Aim of the exercise:
Would you reproduce, without any alteration, the lines from the opening line of the entries through the line that has "value is empty" in it?

Material shown:
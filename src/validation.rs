//! Field-local form validation
//!
//! Each check targets one named field and fails with a
//! [`ProspectError::Validation`] carrying the field name and a French
//! message, matching what the forms display. Validation always runs before
//! any network call, so a rejected form never reaches the API.

use regex::Regex;

use crate::error::{ProspectError, Result};

const EMAIL_PATTERN: &str = r"^[A-Za-z0-9._%+-]+@[A-Za-z0-9.-]+\.[A-Za-z]{2,}$";

/// Minimum password length accepted by every password field
pub const PASSWORD_MIN_LEN: usize = 8;

/// Validate an email address field.
///
/// # Errors
///
/// Returns a validation error for the `email` field when the value is empty
/// or not a plausible address.
///
/// # Examples
///
/// ```
/// use prospect::validation::validate_email;
///
/// assert!(validate_email("jean.dubois@example.com").is_ok());
/// assert!(validate_email("pas-un-email").is_err());
/// ```
pub fn validate_email(email: &str) -> Result<()> {
    let email = email.trim();
    if email.is_empty() {
        return Err(ProspectError::validation("email", "L'email est requis").into());
    }
    let pattern = Regex::new(EMAIL_PATTERN)?;
    if !pattern.is_match(email) {
        return Err(ProspectError::validation("email", "Adresse email invalide").into());
    }
    Ok(())
}

/// Validate the login password field (required, minimum length).
pub fn validate_login_password(password: &str) -> Result<()> {
    if password.is_empty() {
        return Err(
            ProspectError::validation("mot_de_passe", "Le mot de passe est requis").into(),
        );
    }
    if password.chars().count() < PASSWORD_MIN_LEN {
        return Err(ProspectError::validation(
            "mot_de_passe",
            "Le mot de passe doit contenir au moins 8 caractères",
        )
        .into());
    }
    Ok(())
}

/// Validate the login form as a whole.
///
/// # Errors
///
/// Returns the first failing field check, email before password.
pub fn validate_login(email: &str, password: &str) -> Result<()> {
    validate_email(email)?;
    validate_login_password(password)?;
    Ok(())
}

/// Validate a new password against the full strength rules.
///
/// The new password must be at least eight characters and contain a
/// lowercase letter, an uppercase letter, a digit and a special character.
pub fn validate_new_password(password: &str) -> Result<()> {
    let field = "nouveau_mot_de_passe";
    if password.is_empty() {
        return Err(
            ProspectError::validation(field, "Le nouveau mot de passe est requis").into(),
        );
    }
    if password.chars().count() < PASSWORD_MIN_LEN {
        return Err(ProspectError::validation(
            field,
            "Le mot de passe doit contenir au moins 8 caractères",
        )
        .into());
    }
    if !password.chars().any(|c| c.is_ascii_lowercase()) {
        return Err(ProspectError::validation(
            field,
            "Le mot de passe doit contenir au moins une lettre minuscule",
        )
        .into());
    }
    if !password.chars().any(|c| c.is_ascii_uppercase()) {
        return Err(ProspectError::validation(
            field,
            "Le mot de passe doit contenir au moins une lettre majuscule",
        )
        .into());
    }
    if !password.chars().any(|c| c.is_ascii_digit()) {
        return Err(ProspectError::validation(
            field,
            "Le mot de passe doit contenir au moins un chiffre",
        )
        .into());
    }
    if !password.chars().any(|c| !c.is_ascii_alphanumeric()) {
        return Err(ProspectError::validation(
            field,
            "Le mot de passe doit contenir au moins un caractère spécial",
        )
        .into());
    }
    Ok(())
}

/// Validate the change-password form.
///
/// Checks run field by field: current password required, new password
/// strength, then confirmation presence and match.
///
/// # Errors
///
/// Returns the first failing field check as a [`ProspectError::Validation`].
pub fn validate_change_password(current: &str, new: &str, confirm: &str) -> Result<()> {
    if current.is_empty() {
        return Err(ProspectError::validation(
            "ancien_mot_de_passe",
            "Le mot de passe actuel est requis",
        )
        .into());
    }
    validate_new_password(new)?;
    if confirm.is_empty() {
        return Err(ProspectError::validation(
            "confirmation",
            "La confirmation du mot de passe est requise",
        )
        .into());
    }
    if new != confirm {
        return Err(ProspectError::validation(
            "confirmation",
            "Les mots de passe doivent correspondre",
        )
        .into());
    }
    Ok(())
}

#[cfg(test)]
mod tests {
    use super::*;

    fn validation_message(result: Result<()>) -> String {
        result.unwrap_err().to_string()
    }

    #[test]
    fn test_valid_email_accepted() {
        assert!(validate_email("jean.dubois@example.com").is_ok());
        assert!(validate_email("a+b@sub.domain.fr").is_ok());
    }

    #[test]
    fn test_invalid_email_rejected() {
        let message = validation_message(validate_email("not-an-email"));
        assert!(message.contains("email"));
        assert!(message.contains("Adresse email invalide"));

        assert!(validate_email("missing@tld").is_err());
        assert!(validate_email("@example.com").is_err());
        assert!(validate_email("spaces in@example.com").is_err());
    }

    #[test]
    fn test_empty_email_rejected() {
        let message = validation_message(validate_email(""));
        assert!(message.contains("L'email est requis"));
        assert!(validate_email("   ").is_err());
    }

    #[test]
    fn test_login_password_minimum_length() {
        let message = validation_message(validate_login_password("court"));
        assert!(message.contains("au moins 8 caractères"));
        assert!(validate_login_password("assez-long-123").is_ok());
    }

    #[test]
    fn test_login_password_required() {
        let message = validation_message(validate_login_password(""));
        assert!(message.contains("Le mot de passe est requis"));
    }

    #[test]
    fn test_login_checks_email_before_password() {
        let message = validation_message(validate_login("bad", "short"));
        assert!(message.contains("Adresse email invalide"));
    }

    #[test]
    fn test_new_password_strength_rules() {
        assert!(validate_new_password("Valide#123").is_ok());

        let message = validation_message(validate_new_password("MAJUSCULE#1"));
        assert!(message.contains("lettre minuscule"));

        let message = validation_message(validate_new_password("minuscule#1"));
        assert!(message.contains("lettre majuscule"));

        let message = validation_message(validate_new_password("SansChiffre#"));
        assert!(message.contains("chiffre"));

        let message = validation_message(validate_new_password("SansSpecial1"));
        assert!(message.contains("caractère spécial"));
    }

    #[test]
    fn test_new_password_length_counts_characters() {
        // 7 characters, 9 bytes: must fail on length, not on byte count
        let message = validation_message(validate_new_password("Éà#1Ab2"));
        assert!(message.contains("au moins 8 caractères"));
        assert!(validate_new_password("Éà#1Ab2c").is_ok());
    }

    #[test]
    fn test_change_password_requires_current() {
        let message = validation_message(validate_change_password("", "Valide#123", "Valide#123"));
        assert!(message.contains("Le mot de passe actuel est requis"));
    }

    #[test]
    fn test_change_password_requires_confirmation() {
        let message =
            validation_message(validate_change_password("ancien", "Valide#123", ""));
        assert!(message.contains("La confirmation du mot de passe est requise"));
    }

    #[test]
    fn test_change_password_confirmation_must_match() {
        let message =
            validation_message(validate_change_password("ancien", "Valide#123", "Valide#124"));
        assert!(message.contains("doivent correspondre"));
    }

    #[test]
    fn test_change_password_accepts_matching_strong_password() {
        assert!(validate_change_password("ancien", "Valide#123", "Valide#123").is_ok());
    }
}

Task result:
filename src/validation.rs
//! Field-local form validation
//!
//! Each check targets one named field and fails with a
//! [`ProspectError::Validation`] carrying the field name and a French
//! message, matching what the forms display. Validation always runs before
//! any network call, so a rejected form never reaches the API.

use regex::Regex;

use crate::error::{ProspectError, Result};

const EMAIL_PATTERN: &str = r"^[A-Za-z0-9._%+-]+@[A-Za-z0-9.-]+\.[A-Za-z]{2,}$";

/// Minimum password length accepted by every password field
pub const PASSWORD_MIN_LEN: usize = 8;

/// Validate an email address field.
///
/// # Errors
///
/// Returns a validation error for the `email` field when the value is empty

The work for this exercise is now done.